■ **Stored data entries**
//! Inter-thread message queues
//!
//! Every long-lived driver thread owns exactly one inbound queue. Pushing is
//! safe from any thread; popping is restricted to the owner by construction:
//! the constructor returns a cloneable [`QueueSender`] and a single
//! [`QueueReceiver`]. The C original paired the queue with an OS wait handle
//! (auto-reset event / self-pipe); the condvar fills that role here.

use crate::error::{Error, Result};
use crate::message::Message;
use parking_lot::{Condvar, Mutex};
use std::collections::VecDeque;
use std::sync::Arc;
use std::time::Duration;

struct Shared {
    name: String,
    inner: Mutex<Inner>,
    avail: Condvar,
}

struct Inner {
    queue: VecDeque<Message>,
    closed: bool,
}

/// Create a new queue, returning the push and pop ends.
pub fn message_queue(name: impl Into<String>) -> (QueueSender, QueueReceiver) {
    let shared = Arc::new(Shared {
        name: name.into(),
        inner: Mutex::new(Inner {
            queue: VecDeque::new(),
            closed: false,
        }),
        avail: Condvar::new(),
    });
    (
        QueueSender {
            shared: shared.clone(),
        },
        QueueReceiver { shared },
    )
}

/// Push end; clone freely across threads.
#[derive(Clone)]
pub struct QueueSender {
    shared: Arc<Shared>,
}

impl std::fmt::Debug for QueueSender {
    fn fmt(&self, f: &mut std::fmt::Formatter<'_>) -> std::fmt::Result {
        f.debug_struct("QueueSender")
            .field("name", &self.shared.name)
            .finish()
    }
}

impl QueueSender {
    /// Enqueue a message in FIFO order. Fails with `Closed` once the owning
    /// receiver has been dropped.
    pub fn push(&self, msg: Message) -> Result<()> {
        let mut inner = self.shared.inner.lock();
        if inner.closed {
            return Err(Error::Closed);
        }
        inner.queue.push_back(msg);
        drop(inner);
        self.shared.avail.notify_one();
        Ok(())
    }

    /// Queue name, for diagnostics.
    pub fn name(&self) -> &str {
        &self.shared.name
    }

    /// Number of undelivered messages.
    pub fn len(&self) -> usize {
        self.shared.inner.lock().queue.len()
    }

    /// Whether the queue is empty.
    pub fn is_empty(&self) -> bool {
        self.len() == 0
    }
}

/// Pop end; owned by exactly one thread.
pub struct QueueReceiver {
    shared: Arc<Shared>,
}

impl QueueReceiver {
    /// Pop the next message, blocking until one arrives.
    pub fn pop(&self) -> Message {
        let mut inner = self.shared.inner.lock();
        loop {
            if let Some(msg) = inner.queue.pop_front() {
                return msg;
            }
            self.shared.avail.wait(&mut inner);
        }
    }

    /// Pop the next message, waiting at most `timeout`.
    pub fn pop_timeout(&self, timeout: Duration) -> Option<Message> {
        let deadline = std::time::Instant::now() + timeout;
        let mut inner = self.shared.inner.lock();
        loop {
            if let Some(msg) = inner.queue.pop_front() {
                return Some(msg);
            }
            if self
                .shared
                .avail
                .wait_until(&mut inner, deadline)
                .timed_out()
            {
                return inner.queue.pop_front();
            }
        }
    }

    /// Pop without blocking.
    pub fn try_pop(&self) -> Option<Message> {
        self.shared.inner.lock().queue.pop_front()
    }

    /// Move every pending message into `out`, preserving order.
    pub fn drain(&self, out: &mut Vec<Message>) {
        let mut inner = self.shared.inner.lock();
        out.extend(inner.queue.drain(..));
    }

    /// A sender for this queue.
    pub fn sender(&self) -> QueueSender {
        QueueSender {
            shared: self.shared.clone(),
        }
    }

    /// Queue name, for diagnostics.
    pub fn name(&self) -> &str {
        &self.shared.name
    }
}

impl Drop for QueueReceiver {
    fn drop(&mut self) {
        self.shared.inner.lock().closed = true;
    }
}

■ **THE TASK**
Report each line in the preceding entries that holds the string "impl".

■ **SOLUTION TO THE PROBLEM**
pub fn message_queue(name: impl Into<String>) -> (QueueSender, QueueReceiver) {
impl std::fmt::Debug for QueueSender {
impl QueueSender {
impl QueueReceiver {
impl Drop for QueueReceiver {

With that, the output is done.